### WORK REQUEST:
Look through the entries. Copy each line that has the word "AppState".

==*==

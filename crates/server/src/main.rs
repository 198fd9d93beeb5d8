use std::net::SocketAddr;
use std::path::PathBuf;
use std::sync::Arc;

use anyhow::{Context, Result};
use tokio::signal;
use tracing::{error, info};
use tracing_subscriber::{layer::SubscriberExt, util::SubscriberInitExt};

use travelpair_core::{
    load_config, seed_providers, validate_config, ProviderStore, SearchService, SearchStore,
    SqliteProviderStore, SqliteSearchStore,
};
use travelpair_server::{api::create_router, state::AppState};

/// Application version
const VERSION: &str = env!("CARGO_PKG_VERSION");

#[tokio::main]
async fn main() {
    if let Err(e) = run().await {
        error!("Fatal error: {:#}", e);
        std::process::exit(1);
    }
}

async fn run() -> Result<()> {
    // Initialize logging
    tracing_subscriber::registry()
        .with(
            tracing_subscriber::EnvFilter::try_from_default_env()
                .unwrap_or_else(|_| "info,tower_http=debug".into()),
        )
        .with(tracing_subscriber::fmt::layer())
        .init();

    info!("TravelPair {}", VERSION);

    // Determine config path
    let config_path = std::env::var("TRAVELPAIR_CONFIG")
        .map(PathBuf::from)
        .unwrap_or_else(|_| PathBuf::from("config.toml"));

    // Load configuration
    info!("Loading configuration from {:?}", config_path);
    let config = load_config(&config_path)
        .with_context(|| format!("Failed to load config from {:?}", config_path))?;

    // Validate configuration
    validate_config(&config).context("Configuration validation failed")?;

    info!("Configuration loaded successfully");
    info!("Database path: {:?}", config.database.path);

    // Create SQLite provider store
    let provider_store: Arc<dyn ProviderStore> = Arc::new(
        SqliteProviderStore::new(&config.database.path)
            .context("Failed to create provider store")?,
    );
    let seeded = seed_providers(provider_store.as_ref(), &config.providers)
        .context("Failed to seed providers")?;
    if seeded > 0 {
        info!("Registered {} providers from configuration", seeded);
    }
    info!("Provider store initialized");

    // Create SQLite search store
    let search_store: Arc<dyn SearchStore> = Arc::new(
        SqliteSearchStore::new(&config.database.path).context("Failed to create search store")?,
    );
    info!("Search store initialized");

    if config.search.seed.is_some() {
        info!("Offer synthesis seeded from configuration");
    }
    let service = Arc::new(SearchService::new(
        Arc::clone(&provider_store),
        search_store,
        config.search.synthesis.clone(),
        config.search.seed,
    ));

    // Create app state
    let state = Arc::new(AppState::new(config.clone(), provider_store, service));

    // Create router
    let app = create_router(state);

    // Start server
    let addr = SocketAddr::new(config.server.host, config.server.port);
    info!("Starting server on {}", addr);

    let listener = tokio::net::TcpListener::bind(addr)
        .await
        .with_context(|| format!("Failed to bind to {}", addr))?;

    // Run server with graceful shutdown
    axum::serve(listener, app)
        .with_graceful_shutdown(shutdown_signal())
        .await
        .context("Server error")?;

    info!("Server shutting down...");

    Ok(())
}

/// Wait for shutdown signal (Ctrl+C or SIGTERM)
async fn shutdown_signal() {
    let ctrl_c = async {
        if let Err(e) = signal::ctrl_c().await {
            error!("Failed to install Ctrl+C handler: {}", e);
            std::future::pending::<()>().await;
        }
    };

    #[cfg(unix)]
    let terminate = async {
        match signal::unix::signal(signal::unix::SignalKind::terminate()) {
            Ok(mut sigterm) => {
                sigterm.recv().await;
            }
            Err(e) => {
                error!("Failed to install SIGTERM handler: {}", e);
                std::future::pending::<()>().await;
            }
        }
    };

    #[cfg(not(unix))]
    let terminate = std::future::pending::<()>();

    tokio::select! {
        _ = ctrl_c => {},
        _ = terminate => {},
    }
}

==*==

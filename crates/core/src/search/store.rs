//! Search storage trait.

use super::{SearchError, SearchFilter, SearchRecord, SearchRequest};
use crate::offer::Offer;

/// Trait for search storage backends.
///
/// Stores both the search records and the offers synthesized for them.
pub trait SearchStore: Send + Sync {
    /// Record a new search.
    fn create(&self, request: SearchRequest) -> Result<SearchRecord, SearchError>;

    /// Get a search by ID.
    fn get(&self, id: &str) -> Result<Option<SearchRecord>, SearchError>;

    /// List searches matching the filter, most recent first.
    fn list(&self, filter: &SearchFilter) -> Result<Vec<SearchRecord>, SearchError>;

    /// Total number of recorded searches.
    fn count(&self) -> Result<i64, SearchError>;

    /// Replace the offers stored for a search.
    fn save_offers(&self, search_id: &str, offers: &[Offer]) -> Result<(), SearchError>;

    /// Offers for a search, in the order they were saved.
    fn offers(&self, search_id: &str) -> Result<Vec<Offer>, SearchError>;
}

==*==

### SOLUTION FOR THIS TASK:
use travelpair_server::{api::create_router, state::AppState};
    let state = Arc::new(AppState::new(config.clone(), provider_store, service));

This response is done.